A third dimension which will make you a destination is at least as challenging to create, but digs its own moat of protection around your castle and ramparts if you can build it: That’s providing a global platform. Rome, famously, wasn’t built in a day, nor was the British Empire, nor is a global law firm. As with the firms known for impeccable quality/reputation/pedigree, assaulting these cliffs is a long, tough, expensive, drawn-out slog, with no assurance of success and plenty of obstacles in your path, not least the dissension of partners in your own ranks who don’t think they’ll be around to enjoy the fruits (if indeed you can ever pull it off) but who meanwhile are bearing the costs.
But again, I didn’t say a criterion for being a “destination” was that it’s easy; to the contrary, any destination worth pursuing has to create sustainable competitive advantage, and Industrial Structure 101 tells you that any advantage that can be readily copied will be—and is unsustainable by hypothesis.
Now, what do all three of these “destination-driven” approaches have in common?

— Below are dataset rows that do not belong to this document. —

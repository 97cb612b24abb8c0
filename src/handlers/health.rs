use crate::models::{now_rfc3339, HealthResponse};
use crate::routes;
use crate::state::AppState;
use axum::{extract::State, http::StatusCode, Json};

/// GET /health handler - Health check endpoint
///
/// All state is in memory, so a running process is always healthy. Reports
/// seconds elapsed since startup.
#[utoipa::path(
    get,
    path = routes::HEALTH,
    responses(
        (status = 200, description = "Service is healthy", body = HealthResponse)
    ),
    tag = "health"
)]
pub async fn health_handler(State(state): State<AppState>) -> (StatusCode, Json<HealthResponse>) {
    let uptime = state.started_at.elapsed().as_secs_f64();
    tracing::debug!("Health check passed (uptime {:.3}s)", uptime);

    (
        StatusCode::OK,
        Json(HealthResponse {
            status: "healthy".to_string(),
            uptime,
            timestamp: now_rfc3339(),
        }),
    )
}
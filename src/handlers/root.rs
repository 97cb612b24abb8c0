use crate::models::{Envelope, RootData};
use crate::routes;
use axum::{
    extract::{ConnectInfo, Request},
    http::{header, HeaderMap, StatusCode},
    Json,
};
use std::collections::BTreeMap;
use std::net::SocketAddr;

/// GET / handler - Echo request headers, host and client address
///
/// Useful for checking what a proxy in front of the service passes along.
#[utoipa::path(
    get,
    path = routes::ROOT,
    responses(
        (status = 200, description = "Request echo", body = Envelope<RootData>)
    ),
    tag = "info"
)]
pub async fn root_handler(request: Request) -> (StatusCode, Json<Envelope<RootData>>) {
    let headers = request.headers();
    let peer = request
        .extensions()
        .get::<ConnectInfo<SocketAddr>>()
        .map(|ConnectInfo(addr)| *addr);

    let data = RootData {
        headers: header_map(headers),
        hostname: headers
            .get(header::HOST)
            .and_then(|v| v.to_str().ok())
            .map(str::to_string)
            .or_else(|| request.uri().authority().map(|a| a.to_string()))
            .unwrap_or_default(),
        remote_ip: client_ip(headers, peer),
    };

    (
        StatusCode::OK,
        Json(Envelope::message("Welcome to the route demo service!", Some(data))),
    )
}

fn header_map(headers: &HeaderMap) -> BTreeMap<String, Vec<String>> {
    let mut map: BTreeMap<String, Vec<String>> = BTreeMap::new();
    for (name, value) in headers {
        map.entry(name.as_str().to_string())
            .or_default()
            .push(String::from_utf8_lossy(value.as_bytes()).into_owned());
    }
    map
}

/// Client address, preferring what a fronting proxy reports
fn client_ip(headers: &HeaderMap, peer: Option<SocketAddr>) -> String {
    let forwarded = headers
        .get("x-forwarded-for")
        .and_then(|v| v.to_str().ok())
        .and_then(|v| v.split(',').next())
        .map(str::trim)
        .filter(|ip| !ip.is_empty());

    let real_ip = headers
        .get("x-real-ip")
        .and_then(|v| v.to_str().ok())
        .map(str::trim)
        .filter(|ip| !ip.is_empty());

    forwarded
        .or(real_ip)
        .map(str::to_string)
        .or_else(|| peer.map(|addr| addr.ip().to_string()))
        .unwrap_or_default()
}
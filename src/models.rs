use serde::{Deserialize, Serialize};
use std::collections::BTreeMap;

use crate::route_store::DynamicRoute;
use crate::user_store::User;

/// Current time as an RFC 3339 UTC timestamp
pub fn now_rfc3339() -> String {
    chrono::Utc::now().to_rfc3339()
}

/// Common response wrapper shared by every enveloped endpoint
#[derive(Debug, Serialize, Deserialize, utoipa::ToSchema)]
pub struct Envelope<T> {
    #[serde(skip_serializing_if = "Option::is_none")]
    pub message: Option<String>,
    #[serde(skip_serializing_if = "Option::is_none")]
    pub data: Option<T>,
    pub timestamp: String,
    #[serde(skip_serializing_if = "Option::is_none")]
    pub error: Option<String>,
}

impl<T> Envelope<T> {
    pub fn data(data: T) -> Self {
        Self {
            message: None,
            data: Some(data),
            timestamp: now_rfc3339(),
            error: None,
        }
    }

    pub fn message(message: impl Into<String>, data: Option<T>) -> Self {
        Self {
            message: Some(message.into()),
            data,
            timestamp: now_rfc3339(),
            error: None,
        }
    }
}

/// Request body for registering a dynamic route
#[derive(Debug, Default, Serialize, Deserialize, utoipa::ToSchema)]
pub struct CreateRouteRequest {
    #[serde(default)]
    pub path: String,
    #[serde(default)]
    pub target: String,
    #[serde(default)]
    pub desc: String,
}

/// Payload returned when an unmatched request hits a registered dynamic route
#[derive(Debug, Serialize, Deserialize, utoipa::ToSchema)]
pub struct ForwardedRoute {
    pub path: String,
    pub target: String,
    pub desc: String,
}

impl From<DynamicRoute> for ForwardedRoute {
    fn from(route: DynamicRoute) -> Self {
        Self {
            path: route.path,
            target: route.target,
            desc: route.desc,
        }
    }
}

/// Payload attached to the 404 returned when no dynamic route matches
#[derive(Debug, Serialize, Deserialize, utoipa::ToSchema)]
pub struct UnmatchedRequest {
    pub path: String,
    pub method: String,
}

/// Request body for creating a user
#[derive(Debug, Default, Serialize, Deserialize, utoipa::ToSchema)]
pub struct CreateUserRequest {
    #[serde(default)]
    pub name: String,
    #[serde(default)]
    pub email: String,
}

#[derive(Debug, Serialize, Deserialize, utoipa::ToSchema)]
pub struct UserListData {
    pub users: Vec<User>,
    pub count: usize,
}

#[derive(Debug, Serialize, Deserialize, utoipa::ToSchema)]
pub struct UserData {
    pub user: User,
}

/// Request echo returned by the root endpoint
#[derive(Debug, Serialize, Deserialize, utoipa::ToSchema)]
pub struct RootData {
    pub headers: BTreeMap<String, Vec<String>>,
    pub hostname: String,
    #[serde(rename = "remoteIP")]
    pub remote_ip: String,
}

/// Response type for health check endpoint
#[derive(Debug, Serialize, Deserialize, utoipa::ToSchema)]
pub struct HealthResponse {
    pub status: String,
    /// Seconds since the process started
    pub uptime: f64,
    pub timestamp: String,
}

/// Response type for service info endpoint
#[derive(Debug, Serialize, Deserialize, utoipa::ToSchema)]
pub struct ApiInfo {
    pub service: String,
    pub version: String,
    pub environment: String,
}
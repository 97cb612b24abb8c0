use crate::error::ApiError;
use crate::models::{Envelope, ForwardedRoute};
use crate::state::AppState;
use axum::{
    extract::State,
    http::{Method, StatusCode, Uri},
    Json,
};
use percent_encoding::percent_decode_str;
use std::borrow::Cow;

/// Fallback handler for any request no static route claims
///
/// Looks the percent-decoded request path up in the dynamic route table (exact
/// match, query string excluded). A hit returns a simulated forward naming the
/// target; no traffic is ever sent to it. Serves every method at every depth,
/// so it is described on the `routes` tag rather than as an OpenAPI path.
pub async fn fallback_handler(
    State(state): State<AppState>,
    method: Method,
    uri: Uri,
) -> Result<(StatusCode, Json<Envelope<ForwardedRoute>>), ApiError> {
    let path = decoded_path(&uri);

    match state.routes.find_by_path(&path) {
        Some(route) => {
            tracing::info!(
                id = route.id,
                path = %route.path,
                target = %route.target,
                "Dynamic route matched, simulating forward"
            );
            Ok((
                StatusCode::OK,
                Json(Envelope::message(
                    "Matched dynamic route, simulated forward to target service",
                    Some(ForwardedRoute::from(route)),
                )),
            ))
        }
        None => {
            tracing::debug!(method = %method, path = %path, "No route matched");
            Err(ApiError::NoRoute {
                method: method.to_string(),
                path: path.into_owned(),
            })
        }
    }
}

/// Request path with percent-escapes decoded; the raw path if the result is not UTF-8
fn decoded_path(uri: &Uri) -> Cow<'_, str> {
    let raw = uri.path();
    percent_decode_str(raw)
        .decode_utf8()
        .unwrap_or(Cow::Borrowed(raw))
}
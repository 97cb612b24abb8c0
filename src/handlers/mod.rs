pub mod dynamic_routes;
pub mod fallback;
pub mod health;
pub mod info;
pub mod root;
pub mod users;

pub use dynamic_routes::{create_route_handler, delete_route_handler, list_routes_handler};
pub use fallback::fallback_handler;
pub use health::health_handler;
pub use info::info_handler;
pub use root::root_handler;
pub use users::{create_user_handler, get_user_handler, list_users_handler};

#[cfg(test)]
pub(crate) mod test_util {
    use axum::{
        body::Body,
        http::{Request, StatusCode},
        Router,
    };
    use serde::de::DeserializeOwned;
    use tower::ServiceExt;

    use crate::app::build_router;
    use crate::state::{test_state, AppState};

    pub fn setup_test_app() -> (Router, AppState) {
        let state = test_state();
        (build_router(state.clone()), state)
    }

    pub async fn send(app: &Router, request: Request<Body>) -> (StatusCode, Vec<u8>) {
        let response = app.clone().oneshot(request).await.unwrap();
        let status = response.status();
        let body = axum::body::to_bytes(response.into_body(), usize::MAX)
            .await
            .unwrap();
        (status, body.to_vec())
    }

    pub async fn send_json<T: DeserializeOwned>(
        app: &Router,
        request: Request<Body>,
    ) -> (StatusCode, T) {
        let (status, body) = send(app, request).await;
        (status, serde_json::from_slice(&body).unwrap())
    }

    pub fn get(uri: &str) -> Request<Body> {
        Request::builder()
            .method("GET")
            .uri(uri)
            .body(Body::empty())
            .unwrap()
    }

    pub fn delete(uri: &str) -> Request<Body> {
        Request::builder()
            .method("DELETE")
            .uri(uri)
            .body(Body::empty())
            .unwrap()
    }

    pub fn post_json(uri: &str, body: serde_json::Value) -> Request<Body> {
        Request::builder()
            .method("POST")
            .uri(uri)
            .header("content-type", "application/json")
            .body(Body::from(serde_json::to_string(&body).unwrap()))
            .unwrap()
    }
}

All are designed, developed, and implemented from the point of view of responding to what the client wants, not from the inward point of view of the law firm creating some Platonic ideal of what a law firm ought to look like.
Thanks for another thoughtful, and thought-provoking article.
Your closing perspective is what gets me. Some of the paths to improvement seem well-defined; upgrading and empowering the c-suite, for example, would seem to be a relatively quick way to get a leg up on the competition. I understand that for many it won’t be “quick and painless.”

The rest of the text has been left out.